*** Opening of RECORDS PROVIDED ***
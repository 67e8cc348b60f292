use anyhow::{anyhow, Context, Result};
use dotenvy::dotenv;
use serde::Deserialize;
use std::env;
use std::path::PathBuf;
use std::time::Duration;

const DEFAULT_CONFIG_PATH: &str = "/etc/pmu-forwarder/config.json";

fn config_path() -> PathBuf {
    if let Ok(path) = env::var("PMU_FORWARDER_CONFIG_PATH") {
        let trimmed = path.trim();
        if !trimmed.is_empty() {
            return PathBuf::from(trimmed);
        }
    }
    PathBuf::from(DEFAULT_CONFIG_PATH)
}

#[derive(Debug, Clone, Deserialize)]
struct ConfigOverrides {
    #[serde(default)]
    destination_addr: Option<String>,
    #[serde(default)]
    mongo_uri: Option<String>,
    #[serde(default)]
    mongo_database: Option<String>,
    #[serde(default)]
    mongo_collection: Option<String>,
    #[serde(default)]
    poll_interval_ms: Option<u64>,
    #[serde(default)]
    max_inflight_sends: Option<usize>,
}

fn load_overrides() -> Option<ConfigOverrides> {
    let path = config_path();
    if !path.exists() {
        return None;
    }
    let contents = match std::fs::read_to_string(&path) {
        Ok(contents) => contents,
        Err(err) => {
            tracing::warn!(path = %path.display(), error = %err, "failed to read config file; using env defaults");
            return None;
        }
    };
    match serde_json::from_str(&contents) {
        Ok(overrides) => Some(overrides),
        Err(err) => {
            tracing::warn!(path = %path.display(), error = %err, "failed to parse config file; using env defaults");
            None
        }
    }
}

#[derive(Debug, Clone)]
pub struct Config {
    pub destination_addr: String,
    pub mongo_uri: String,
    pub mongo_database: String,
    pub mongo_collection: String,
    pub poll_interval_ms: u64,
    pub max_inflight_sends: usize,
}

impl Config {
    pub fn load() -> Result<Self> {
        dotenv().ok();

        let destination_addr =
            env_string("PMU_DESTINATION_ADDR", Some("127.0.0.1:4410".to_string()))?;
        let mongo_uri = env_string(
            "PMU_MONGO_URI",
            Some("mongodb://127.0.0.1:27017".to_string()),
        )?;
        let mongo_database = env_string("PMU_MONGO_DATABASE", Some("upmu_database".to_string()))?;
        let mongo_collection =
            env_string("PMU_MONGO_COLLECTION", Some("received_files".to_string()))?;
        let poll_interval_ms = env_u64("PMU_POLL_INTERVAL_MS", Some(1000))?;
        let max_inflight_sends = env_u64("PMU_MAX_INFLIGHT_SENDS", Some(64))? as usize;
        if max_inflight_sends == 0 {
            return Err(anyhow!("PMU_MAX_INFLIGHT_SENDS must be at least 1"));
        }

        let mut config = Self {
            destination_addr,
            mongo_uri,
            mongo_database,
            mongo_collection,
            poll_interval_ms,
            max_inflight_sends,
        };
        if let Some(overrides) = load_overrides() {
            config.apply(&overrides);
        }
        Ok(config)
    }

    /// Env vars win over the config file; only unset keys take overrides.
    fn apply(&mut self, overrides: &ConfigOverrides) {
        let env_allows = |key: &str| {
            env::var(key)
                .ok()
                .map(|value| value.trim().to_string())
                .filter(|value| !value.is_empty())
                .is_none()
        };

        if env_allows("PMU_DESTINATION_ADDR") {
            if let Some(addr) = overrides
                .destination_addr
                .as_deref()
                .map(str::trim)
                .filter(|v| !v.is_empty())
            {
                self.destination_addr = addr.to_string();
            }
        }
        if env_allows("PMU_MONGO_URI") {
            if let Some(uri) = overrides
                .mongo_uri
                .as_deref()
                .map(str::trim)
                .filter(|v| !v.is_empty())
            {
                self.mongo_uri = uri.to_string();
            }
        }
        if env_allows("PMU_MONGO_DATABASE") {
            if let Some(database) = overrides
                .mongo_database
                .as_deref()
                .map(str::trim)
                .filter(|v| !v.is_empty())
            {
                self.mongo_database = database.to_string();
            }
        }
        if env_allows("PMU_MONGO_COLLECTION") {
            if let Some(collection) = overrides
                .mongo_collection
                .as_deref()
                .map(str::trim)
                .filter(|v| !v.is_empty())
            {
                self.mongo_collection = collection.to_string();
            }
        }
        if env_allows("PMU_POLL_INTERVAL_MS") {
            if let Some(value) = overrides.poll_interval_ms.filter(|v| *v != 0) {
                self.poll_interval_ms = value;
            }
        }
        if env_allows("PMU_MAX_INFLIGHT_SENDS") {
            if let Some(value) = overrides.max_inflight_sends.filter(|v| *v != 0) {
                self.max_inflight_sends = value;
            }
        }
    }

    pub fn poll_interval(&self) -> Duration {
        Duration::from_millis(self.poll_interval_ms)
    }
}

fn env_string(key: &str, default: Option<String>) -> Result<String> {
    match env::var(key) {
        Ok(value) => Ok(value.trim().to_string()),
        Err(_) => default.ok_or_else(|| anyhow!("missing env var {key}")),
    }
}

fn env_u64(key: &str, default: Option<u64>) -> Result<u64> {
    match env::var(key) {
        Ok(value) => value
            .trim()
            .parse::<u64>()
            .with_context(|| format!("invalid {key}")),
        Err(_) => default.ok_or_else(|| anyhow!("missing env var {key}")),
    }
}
*** Close of RECORDS PROVIDED ***
ABOUT THIS EXERCISE -> Make a faithful copy of every record above.

SOLUTION BELOW ->
repository 67e8cc348b60f292
use anyhow::{anyhow, Context, Result};
use dotenvy::dotenv;
use serde::Deserialize;
use std::env;
use std::path::PathBuf;
use std::time::Duration;

const DEFAULT_CONFIG_PATH: &str = "/etc/pmu-forwarder/config.json";

fn config_path() -> PathBuf {
    if let Ok(path) = env::var("PMU_FORWARDER_CONFIG_PATH") {
        let trimmed = path.trim();
        if !trimmed.is_empty() {
            return PathBuf::from(trimmed);
        }
    }
    PathBuf::from(DEFAULT_CONFIG_PATH)
}

#[derive(Debug, Clone, Deserialize)]
struct ConfigOverrides {
    #[serde(default)]
    destination_addr: Option<String>,
    #[serde(default)]
    mongo_uri: Option<String>,
    #[serde(default)]
    mongo_database: Option<String>,
    #[serde(default)]
    mongo_collection: Option<String>,
    #[serde(default)]
    poll_interval_ms: Option<u64>,
    #[serde(default)]
    max_inflight_sends: Option<usize>,
}

fn load_overrides() -> Option<ConfigOverrides> {
    let path = config_path();
    if !path.exists() {
        return None;
    }
    let contents = match std::fs::read_to_string(&path) {
        Ok(contents) => contents,
        Err(err) => {
            tracing::warn!(path = %path.display(), error = %err, "failed to read config file; using env defaults");
            return None;
        }
    };
    match serde_json::from_str(&contents) {
        Ok(overrides) => Some(overrides),
        Err(err) => {
            tracing::warn!(path = %path.display(), error = %err, "failed to parse config file; using env defaults");
            None
        }
    }
}

#[derive(Debug, Clone)]
pub struct Config {
    pub destination_addr: String,
    pub mongo_uri: String,
    pub mongo_database: String,
    pub mongo_collection: String,
    pub poll_interval_ms: u64,
    pub max_inflight_sends: usize,
}

impl Config {
    pub fn load() -> Result<Self> {
        dotenv().ok();

        let destination_addr =
            env_string("PMU_DESTINATION_ADDR", Some("127.0.0.1:4410".to_string()))?;
        let mongo_uri = env_string(
            "PMU_MONGO_URI",
            Some("mongodb://127.0.0.1:27017".to_string()),
        )?;
        let mongo_database = env_string("PMU_MONGO_DATABASE", Some("upmu_database".to_string()))?;
        let mongo_collection =
            env_string("PMU_MONGO_COLLECTION", Some("received_files".to_string()))?;
        let poll_interval_ms = env_u64("PMU_POLL_INTERVAL_MS", Some(1000))?;
        let max_inflight_sends = env_u64("PMU_MAX_INFLIGHT_SENDS", Some(64))? as usize;
        if max_inflight_sends == 0 {
            return Err(anyhow!("PMU_MAX_INFLIGHT_SENDS must be at least 1"));
        }

        let mut config = Self {
            destination_addr,
            mongo_uri,
            mongo_database,
            mongo_collection,
            poll_interval_ms,
            max_inflight_sends,
        };
        if let Some(overrides) = load_overrides() {
            config.apply(&overrides);
        }
        Ok(config)
    }

    /// Env vars win over the config file; only unset keys take overrides.
    fn apply(&mut self, overrides: &ConfigOverrides) {
        let env_allows = |key: &str| {
            env::var(key)
                .ok()
                .map(|value| value.trim().to_string())
                .filter(|value| !value.is_empty())
                .is_none()
        };

        if env_allows("PMU_DESTINATION_ADDR") {
            if let Some(addr) = overrides
                .destination_addr
                .as_deref()
                .map(str::trim)
                .filter(|v| !v.is_empty())
            {
                self.destination_addr = addr.to_string();
            }
        }
        if env_allows("PMU_MONGO_URI") {
            if let Some(uri) = overrides
                .mongo_uri
                .as_deref()
                .map(str::trim)
                .filter(|v| !v.is_empty())
            {
                self.mongo_uri = uri.to_string();
            }
        }
        if env_allows("PMU_MONGO_DATABASE") {
            if let Some(database) = overrides
                .mongo_database
                .as_deref()
                .map(str::trim)
                .filter(|v| !v.is_empty())
            {
                self.mongo_database = database.to_string();
            }
        }
        if env_allows("PMU_MONGO_COLLECTION") {
            if let Some(collection) = overrides
                .mongo_collection
                .as_deref()
                .map(str::trim)
                .filter(|v| !v.is_empty())
            {
                self.mongo_collection = collection.to_string();
            }
        }
        if env_allows("PMU_POLL_INTERVAL_MS") {
            if let Some(value) = overrides.poll_interval_ms.filter(|v| *v != 0) {
                self.poll_interval_ms = value;
            }
        }
        if env_allows("PMU_MAX_INFLIGHT_SENDS") {
            if let Some(value) = overrides.max_inflight_sends.filter(|v| *v != 0) {
                self.max_inflight_sends = value;
            }
        }
    }

    pub fn poll_interval(&self) -> Duration {
        Duration::from_millis(self.poll_interval_ms)
    }
}

fn env_string(key: &str, default: Option<String>) -> Result<String> {
    match env::var(key) {
        Ok(value) => Ok(value.trim().to_string()),
        Err(_) => default.ok_or_else(|| anyhow!("missing env var {key}")),
    }
}

fn env_u64(key: &str, default: Option<u64>) -> Result<u64> {
    match env::var(key) {
        Ok(value) => value
            .trim()
            .parse::<u64>()
            .with_context(|| format!("invalid {key}")),
        Err(_) => default.ok_or_else(|| anyhow!("missing env var {key}")),
    }
}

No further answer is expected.